Abstract The lightning network (LN) addresses Bitcoin’s scalability as a second-layer solution. While payment channel networks (PCNs) incentivize participation through profit opportunities, revenue-driven behaviour risks centralization, creating hub nodes that undermine decentralization and privacy. Current research inadequately models resource allocation and lacks realistic simulations of LN’s routing dynamics, limiting practical insights. This paper introduces a deep reinforcement learning (DRL) framework, enhanced by transformer-based architectures, to solve the Joint Combinatorial Node Selection and Resource Allocation (JCNSRA) problem.

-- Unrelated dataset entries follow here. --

//! Rate-limited access layer for the shared Solana node.
//!
//! Every remote call in the process goes through one [`RpcGateway`]: calls
//! are appended to a single FIFO queue and a driver task executes exactly one
//! call per tick, so the system-wide request rate is capped at
//! `1000 / request_delay_ms` no matter how many components submit work.
//! Submission never blocks; resolution is delivered over a oneshot channel.

use crate::shared::errors::RemoteError;
use crate::shared::types::PoolSource;
use async_trait::async_trait;
use futures_util::future::BoxFuture;
use futures_util::stream::BoxStream;
use solana_client::nonblocking::pubsub_client::PubsubClient;
use solana_client::nonblocking::rpc_client::RpcClient;
use solana_client::rpc_config::{
    RpcTransactionConfig, RpcTransactionLogsConfig, RpcTransactionLogsFilter,
};
use solana_client::rpc_response::{Response, RpcLogsResponse};
use solana_sdk::account::Account;
use solana_sdk::commitment_config::CommitmentConfig;
use solana_sdk::hash::Hash;
use solana_sdk::pubkey::Pubkey;
use solana_sdk::signature::Signature;
use solana_transaction_status::{EncodedConfirmedTransactionWithStatusMeta, UiTransactionEncoding};
use std::collections::{HashMap, VecDeque};
use std::sync::{Arc, Mutex};
use std::time::Duration;
use tokio::sync::oneshot;
use tokio::task::JoinHandle;
use tokio::time::{Instant, MissedTickBehavior};
use tracing::{debug, info};

/// Window for the rolling calls-per-second statistic.
const THROUGHPUT_WINDOW: Duration = Duration::from_secs(10);

/// A typed request the gateway knows how to execute.
#[derive(Debug, Clone)]
pub enum GatewayRequest {
    Transaction(Signature),
    Account(Pubkey),
    Slot,
    LatestBlockhash,
    Confirm(Signature),
}

/// The matching response payloads.
#[derive(Debug)]
pub enum GatewayResponse {
    Transaction(Box<EncodedConfirmedTransactionWithStatusMeta>),
    Account(Account),
    Slot(u64),
    Blockhash(Hash),
    Confirmed(bool),
}
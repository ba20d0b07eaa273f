//! Meteora dynamic bonding curve pool creations.
//!
//! Same shape as LaunchLab: the initialize instruction is recognized by its
//! log line, accounts sit at fixed positions, and liquidity is resolved
//! later by the monitor.

use crate::listeners::{PoolDecoder, TxView};
use crate::shared::types::{Authority, PoolRecord, PoolSource};
use solana_sdk::pubkey::Pubkey;

const INITIALIZE_LOG: &str = "Instruction: InitializeVirtualPoolWithSplToken";

// Account ordering of the initialize instruction.
const CREATOR_INDEX: usize = 2;
const BASE_MINT_INDEX: usize = 3;
const POOL_STATE_INDEX: usize = 5;

pub struct MeteoraDbcDecoder;

impl PoolDecoder for MeteoraDbcDecoder {
    fn source(&self) -> PoolSource {
        PoolSource::MeteoraDbc
    }

    fn wants(&self, logs: &[String]) -> bool {
        logs.iter().any(|line| line.contains(INITIALIZE_LOG))
    }

    fn decode(&self, tx: &TxView) -> Option<PoolRecord> {
        if !tx.logs.iter().any(|line| line.contains(INITIALIZE_LOG)) {
            return None;
        }
        let instruction = tx.program_instruction(self.source().program_id())?;

        let creator: Pubkey = instruction.accounts.get(CREATOR_INDEX)?.parse().ok()?;
        let mint: Pubkey = instruction.accounts.get(BASE_MINT_INDEX)?.parse().ok()?;
        let address: Pubkey = instruction.accounts.get(POOL_STATE_INDEX)?.parse().ok()?;

        Some(PoolRecord {
            address,
            mint,
            creator,
            source: PoolSource::MeteoraDbc,
            lp_sol: 0.0,
            mint_authority: Authority::Unknown,
            freeze_authority: Authority::Unknown,
            creator_fee: 0.0,
            estimated_slippage: 0.0,
        })
    }
}
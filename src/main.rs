use anyhow::Result;
use clap::Parser;
use poolscout::{app, config};

#[derive(Parser, Debug)]
#[command(version, about = "New-pool detection and safety screening for Solana DEX launches")]
struct Args {
    /// Path to config file (optional)
    #[arg(long)]
    config: Option<String>,

    /// HTTP RPC endpoint URL
    #[arg(long)]
    rpc_url: Option<String>,

    /// WebSocket RPC endpoint URL
    #[arg(long)]
    ws_url: Option<String>,

    /// Delay between queued RPC calls in milliseconds
    #[arg(long)]
    request_delay_ms: Option<u64>,

    /// Webhook URL for pool notifications
    #[arg(long)]
    webhook_url: Option<String>,

    /// Path of the JSONL decision log
    #[arg(long)]
    verdict_log: Option<String>,

    /// Tolerate a freeze authority on deep, fast pools
    #[arg(long)]
    short_hold: bool,
}

#[tokio::main]
async fn main() -> Result<()> {
    tracing_subscriber::fmt().with_env_filter("info").init();
    let args = Args::parse();

    // Load base configuration from file if provided
    let mut cfg = if let Some(path) = &args.config {
        config::Config::from_file(path)?
    } else {
        config::Config::default()
    };

    // Override with CLI args if provided (CLI has higher priority)
    if let Some(rpc_url) = args.rpc_url {
        cfg.rpc.http_url = rpc_url;
    }
    if let Some(ws_url) = args.ws_url {
        cfg.rpc.ws_url = ws_url;
    }
    if let Some(request_delay_ms) = args.request_delay_ms {
        cfg.rpc.request_delay_ms = request_delay_ms;
    }
    if let Some(webhook_url) = args.webhook_url {
        cfg.notify.webhook_url = Some(webhook_url);
    }
    if let Some(verdict_log) = args.verdict_log {
        cfg.notify.verdict_log_path = verdict_log;
    }
    if args.short_hold {
        cfg.safety.short_hold.enabled = true;
    }

    app::run(cfg).await
}
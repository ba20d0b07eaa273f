//! Bounds-checked readers for fixed binary layouts.
//!
//! Account data and logged event payloads are fixed-offset byte structures.
//! Every read goes through the helpers here, so a truncated or malformed
//! buffer yields a `LayoutError` instead of reading out of bounds. Layout
//! owners declare their fields as named [`FieldSpec`] constants and feed them
//! to these readers.

use crate::shared::errors::LayoutError;
use solana_sdk::pubkey::Pubkey;

/// One fixed-position field inside a binary layout.
#[derive(Debug, Clone, Copy)]
pub struct FieldSpec {
    pub name: &'static str,
    pub offset: usize,
    pub width: usize,
}

impl FieldSpec {
    pub const fn new(name: &'static str, offset: usize, width: usize) -> Self {
        Self { name, offset, width }
    }

    pub fn slice<'a>(&self, data: &'a [u8]) -> Result<&'a [u8], LayoutError> {
        let end = self.offset + self.width;
        if data.len() < end {
            return Err(LayoutError::OutOfBounds {
                field: self.name,
                end,
                have: data.len(),
            });
        }
        Ok(&data[self.offset..end])
    }

    pub fn read_u32_le(&self, data: &[u8]) -> Result<u32, LayoutError> {
        let slice = self.slice(data)?;
        let bytes: [u8; 4] = slice.try_into().map_err(|_| LayoutError::OutOfBounds {
            field: self.name,
            end: self.offset + 4,
            have: data.len(),
        })?;
        Ok(u32::from_le_bytes(bytes))
    }

    pub fn read_pubkey(&self, data: &[u8]) -> Result<Pubkey, LayoutError> {
        let slice = self.slice(data)?;
        let bytes: [u8; 32] = slice.try_into().map_err(|_| LayoutError::OutOfBounds {
            field: self.name,
            end: self.offset + 32,
            have: data.len(),
        })?;
        Ok(Pubkey::new_from_array(bytes))
    }
}

/// Read a COption-style field: a u32 tag followed by a 32-byte key at a
/// separate offset. Tag 0 means unset, tag 1 means the key is present; any
/// other tag is malformed data.
pub fn read_optional_key(
    data: &[u8],
    tag: &FieldSpec,
    key: &FieldSpec,
) -> Result<Option<Pubkey>, LayoutError> {
    match tag.read_u32_le(data)? {
        0 => Ok(None),
        1 => Ok(Some(key.read_pubkey(data)?)),
        other => Err(LayoutError::BadOptionTag {
            field: tag.name,
            tag: other,
        }),
    }
}

/// Sequential reader for discriminator-prefixed event payloads where fields
/// sit back to back rather than at independent offsets.
pub struct ByteReader<'a> {
    data: &'a [u8],
    pos: usize,
}

impl<'a> ByteReader<'a> {
    pub fn new(data: &'a [u8]) -> Self {
        Self { data, pos: 0 }
    }

    fn take(&mut self, width: usize, field: &'static str) -> Result<&'a [u8], LayoutError> {
        let end = self.pos + width;
        if self.data.len() < end {
            return Err(LayoutError::OutOfBounds {
                field,
                end,
                have: self.data.len(),
            });
        }
        let slice = &self.data[self.pos..end];
        self.pos = end;
        Ok(slice)
    }

    pub fn skip(&mut self, width: usize, field: &'static str) -> Result<(), LayoutError> {
        self.take(width, field).map(|_| ())
    }

    pub fn read_u8(&mut self, field: &'static str) -> Result<u8, LayoutError> {
        Ok(self.take(1, field)?[0])
    }

    pub fn read_u16_le(&mut self, field: &'static str) -> Result<u16, LayoutError> {
        let slice = self.take(2, field)?;
        Ok(u16::from_le_bytes([slice[0], slice[1]]))
    }

    pub fn read_u64_le(&mut self, field: &'static str) -> Result<u64, LayoutError> {
        let slice = self.take(8, field)?;
        let bytes: [u8; 8] = slice.try_into().map_err(|_| LayoutError::OutOfBounds {
            field,
            end: self.pos,
            have: self.data.len(),
        })?;
        Ok(u64::from_le_bytes(bytes))
    }

    pub fn read_pubkey(&mut self, field: &'static str) -> Result<Pubkey, LayoutError> {
        let slice = self.take(32, field)?;
        let bytes: [u8; 32] = slice.try_into().map_err(|_| LayoutError::OutOfBounds {
            field,
            end: self.pos,
            have: self.data.len(),
        })?;
        Ok(Pubkey::new_from_array(bytes))
    }

    pub fn remaining(&self) -> usize {
        self.data.len().saturating_sub(self.pos)
    }
}

#[cfg(test)]
mod tests {
    use super::*;

    const TAG: FieldSpec = FieldSpec::new("tag", 0, 4);
    const KEY: FieldSpec = FieldSpec::new("key", 4, 32);

    #[test]
    fn test_field_spec_rejects_truncated_buffer() {
        let data = [0u8; 3];
        let err = TAG.read_u32_le(&data).unwrap_err();
        assert_eq!(
            err,
            LayoutError::OutOfBounds {
                field: "tag",
                end: 4,
                have: 3
            }
        );
    }

    #[test]
    fn test_read_optional_key_unset() {
        let data = [0u8; 36];
        assert_eq!(read_optional_key(&data, &TAG, &KEY).unwrap(), None);
    }

    #[test]
    fn test_read_optional_key_set() {
        let key = Pubkey::new_unique();
        let mut data = vec![1, 0, 0, 0];
        data.extend_from_slice(key.as_ref());
        assert_eq!(read_optional_key(&data, &TAG, &KEY).unwrap(), Some(key));
    }

    #[test]
    fn test_read_optional_key_bad_tag_fails_closed() {
        let mut data = vec![7, 0, 0, 0];
        data.extend_from_slice(&[0u8; 32]);
        let err = read_optional_key(&data, &TAG, &KEY).unwrap_err();
        assert_eq!(
            err,
            LayoutError::BadOptionTag {
                field: "tag",
                tag: 7
            }
        );
    }

    #[test]
    fn test_byte_reader_sequence() {
        let key = Pubkey::new_unique();
        let mut data = vec![0xAB];
        data.extend_from_slice(&3u16.to_le_bytes());
        data.extend_from_slice(&42u64.to_le_bytes());
        data.extend_from_slice(key.as_ref());

        let mut reader = ByteReader::new(&data);
        assert_eq!(reader.read_u8("byte").unwrap(), 0xAB);
        assert_eq!(reader.read_u16_le("short").unwrap(), 3);
        assert_eq!(reader.read_u64_le("long").unwrap(), 42);
        assert_eq!(reader.read_pubkey("key").unwrap(), key);
        assert_eq!(reader.remaining(), 0);
    }

    #[test]
    fn test_byte_reader_stops_at_end() {
        let data = [1u8, 2, 3];
        let mut reader = ByteReader::new(&data);
        reader.skip(2, "head").unwrap();
        assert!(reader.read_u64_le("tail").is_err());
        // failed read does not advance past the end
        assert_eq!(reader.remaining(), 1);
    }
}
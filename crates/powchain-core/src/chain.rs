use crate::{
    block::{Block, Candidate, Payload},
    config::{check_difficulty, ChainConfig},
    constants::GENESIS_PREVIOUS_HASH,
    error::{ChainError, ValidationError},
    pow::{self, MineControl, MiningReport},
};
use tracing::{info, warn};

/// In-memory, append-only chain of proof-of-work blocks.
#[derive(Clone, Debug)]
pub struct Chain {
    blocks: Vec<Block>,
    difficulty: u32,
}

impl Default for Chain {
    fn default() -> Self {
        let config = ChainConfig::default();
        Self::with_genesis(config.difficulty, Payload::from(config.genesis_payload))
    }
}

impl Chain {
    pub fn new(config: &ChainConfig) -> Result<Self, ChainError> {
        config.validate()?;
        Ok(Self::with_genesis(
            config.difficulty,
            Payload::from(config.genesis_payload.as_str()),
        ))
    }

    fn with_genesis(difficulty: u32, genesis_payload: Payload) -> Self {
        let mut chain = Self {
            blocks: Vec::new(),
            difficulty,
        };
        chain.create_genesis_block(genesis_payload);
        chain
    }

    /// Genesis is sealed as created; it is exempt from proof-of-work.
    fn create_genesis_block(&mut self, payload: Payload) {
        self.blocks.push(genesis_block(payload));
    }

    pub fn latest_block(&self) -> Result<&Block, ChainError> {
        self.blocks.last().ok_or(ChainError::EmptyChain)
    }

    /// Mine a block carrying `payload` and append it. Blocks until a nonce is found.
    pub fn add_block(&mut self, payload: impl Into<Payload>) -> Result<&Block, ChainError> {
        self.add_block_with(payload, &MineControl::unbounded())
    }

    pub fn add_block_with(
        &mut self,
        payload: impl Into<Payload>,
        control: &MineControl,
    ) -> Result<&Block, ChainError> {
        self.add_block_with_report(payload, control)
            .map(|(block, _)| block)
    }

    /// Like [`Chain::add_block_with`], also returning how much work the search took.
    /// On error the chain is left unchanged.
    pub fn add_block_with_report(
        &mut self,
        payload: impl Into<Payload>,
        control: &MineControl,
    ) -> Result<(&Block, MiningReport), ChainError> {
        let previous = self.latest_block()?;
        let candidate = Candidate::new(
            self.blocks.len() as u64,
            payload.into(),
            previous.hash().to_string(),
        );
        let (block, report) = pow::mine(candidate, self.difficulty, control)?;
        info!(
            "Mined block {} with nonce {} and hash {} after {} attempts",
            block.index(),
            block.nonce(),
            block.hash(),
            report.attempts
        );
        self.blocks.push(block);
        Ok((self.latest_block()?, report))
    }

    /// Walk blocks 1.. and report the first one that was tampered with, whose stored
    /// hash is stale or whose link to its predecessor is broken. Genesis is the root
    /// of trust.
    pub fn validate(&self) -> Result<(), ValidationError> {
        for pair in self.blocks.windows(2) {
            let (previous, current) = (&pair[0], &pair[1]);

            // A replacement payload can serialize to the same bytes as the original.
            if current.is_tampered() {
                let err = ValidationError::Tampered {
                    index: current.index(),
                };
                warn!("Chain validation failed: {err}");
                return Err(err);
            }

            let computed = current.compute_hash();
            if current.hash() != computed {
                let err = ValidationError::HashMismatch {
                    index: current.index(),
                    stored: current.hash().to_string(),
                    computed,
                };
                warn!("Chain validation failed: {err}");
                return Err(err);
            }

            if current.previous_hash() != previous.hash() {
                let err = ValidationError::BrokenLink {
                    index: current.index(),
                    expected: previous.hash().to_string(),
                    found: current.previous_hash().to_string(),
                };
                warn!("Chain validation failed: {err}");
                return Err(err);
            }
        }
        Ok(())
    }

    pub fn is_chain_valid(&self) -> bool {
        self.validate().is_ok()
    }

    /// Replace the payload of block `index` without rehashing or re-mining.
    /// Genesis and out-of-range indices are refused.
    pub fn tamper_block(
        &mut self,
        index: usize,
        payload: impl Into<Payload>,
    ) -> Result<(), ChainError> {
        let len = self.blocks.len();
        if index < 1 || index >= len {
            return Err(ChainError::InvalidBlockIndex { index, len });
        }
        let tampered = self.blocks[index].tampered(payload.into());
        self.blocks[index] = tampered;
        warn!("Block {index} has been tampered");
        Ok(())
    }

    /// Owned copy of every block, in order, for rendering.
    pub fn display_blockchain(&self) -> Vec<Block> {
        self.blocks.clone()
    }

    pub fn blocks(&self) -> &[Block] {
        &self.blocks
    }

    pub fn len(&self) -> usize {
        self.blocks.len()
    }

    /// Always false: genesis exists from construction.
    pub fn is_empty(&self) -> bool {
        self.blocks.is_empty()
    }

    pub fn difficulty(&self) -> u32 {
        self.difficulty
    }

    /// Applies to blocks mined from now on. Existing blocks are not re-checked.
    pub fn set_difficulty(&mut self, difficulty: u32) -> Result<(), ChainError> {
        check_difficulty(difficulty)?;
        self.difficulty = difficulty;
        Ok(())
    }
}

/// Unmined block 0 carrying `payload` and the `"0"` sentinel previous hash.
pub fn genesis_block(payload: Payload) -> Block {
    Candidate::new(0, payload, GENESIS_PREVIOUS_HASH.to_string()).seal()
}
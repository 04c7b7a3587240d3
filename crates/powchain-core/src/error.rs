use thiserror::Error;

/// Errors surfaced by [`crate::Chain`] operations. All of them leave the chain unchanged.
#[derive(Debug, Error, PartialEq, Eq)]
pub enum ChainError {
    #[error("invalid block index {index}: only blocks 1..{len} can be modified")]
    InvalidBlockIndex { index: usize, len: usize },

    /// Genesis is created in the constructor, so this only fires on a broken invariant.
    #[error("chain has no blocks")]
    EmptyChain,

    #[error("difficulty {requested} is out of range (max {max})")]
    InvalidDifficulty { requested: u32, max: u32 },

    #[error(transparent)]
    Mining(#[from] MineError),
}

/// Reasons a proof-of-work search stopped without sealing a block.
#[derive(Debug, Error, PartialEq, Eq)]
pub enum MineError {
    #[error("mining cancelled after {attempts} attempts")]
    Cancelled { attempts: u64 },

    #[error("no qualifying nonce found within {attempts} attempts")]
    AttemptsExhausted { attempts: u64 },

    #[error("nonce space exhausted")]
    NonceSpaceExhausted,
}

/// First integrity failure found while walking the chain.
#[derive(Debug, Error, PartialEq, Eq)]
pub enum ValidationError {
    #[error("block {index} was tampered with after sealing")]
    Tampered { index: u64 },

    #[error("block {index} hash mismatch: stored {stored}, computed {computed}")]
    HashMismatch {
        index: u64,
        stored: String,
        computed: String,
    },

    #[error("block {index} does not link to its predecessor: expected {expected}, found {found}")]
    BrokenLink {
        index: u64,
        expected: String,
        found: String,
    },
}

impl ValidationError {
    /// Index of the block that failed validation.
    pub fn index(&self) -> u64 {
        match self {
            ValidationError::Tampered { index } => *index,
            ValidationError::HashMismatch { index, .. } => *index,
            ValidationError::BrokenLink { index, .. } => *index,
        }
    }
}
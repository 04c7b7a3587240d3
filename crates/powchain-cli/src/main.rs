mod logging;
mod session;

use anyhow::{Context, Result};
use clap::Parser;
use logging::{init_logging, LogFormat};
use powchain_core::{
    constants::{DEFAULT_DIFFICULTY, GENESIS_PAYLOAD},
    Chain, ChainConfig, MineControl,
};
use session::Session;
use std::io;
use tracing::info;

#[derive(Parser, Debug)]
#[command(name = "powchain")]
#[command(about = "Interactive proof-of-work ledger simulator", version)]
struct Cli {
    /// Leading zero hex digits required of every mined block
    #[arg(long, env = "POWCHAIN_DIFFICULTY", default_value_t = DEFAULT_DIFFICULTY)]
    difficulty: u32,

    /// Give up on a block after this many hashes instead of searching forever
    #[arg(long, env = "POWCHAIN_MAX_ATTEMPTS", value_parser = clap::value_parser!(u64).range(1..))]
    max_attempts: Option<u64>,

    /// Text carried by the genesis block
    #[arg(long, env = "POWCHAIN_GENESIS", default_value = GENESIS_PAYLOAD)]
    genesis: String,

    /// Log output format (logs are written to stderr)
    #[arg(long, value_enum, default_value_t = LogFormat::Pretty)]
    log_format: LogFormat,
}

fn main() -> Result<()> {
    let cli = Cli::parse();
    init_logging("info", cli.log_format);

    let config = ChainConfig {
        difficulty: cli.difficulty,
        genesis_payload: cli.genesis,
    };
    let chain = Chain::new(&config).context("invalid chain configuration")?;

    let mut control = MineControl::unbounded();
    if let Some(max) = cli.max_attempts {
        control = control.with_max_attempts(max);
    }

    info!("powchain started with difficulty {}", chain.difficulty());
    let stdin = io::stdin();
    let mut session = Session::new(chain, control, stdin.lock(), io::stdout());
    session.run()
}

We refine an existing simulation environment by integrating enhanced routing modules, better aligning it with real-world LN behaviour and JCNSRA requirements. Our model outperforms baseline methods and heuristics across diverse network settings. To evaluate decentralization, we deploy revenue-driven agents in localized simulations and analyze network evolution using betweenness and closeness centrality, entropy, inequality measures, and modularity analysis. Results demonstrate that individual revenue-maximization incentives can align with LN’s decentralization goals. Our rational RL agents promote a more equitable and decentralized network structure. Overall, this work highlights the feasibility of incentive-compatible solutions to balance profitability and decentralization in PCNs, offering actionable insights for sustainable network growth.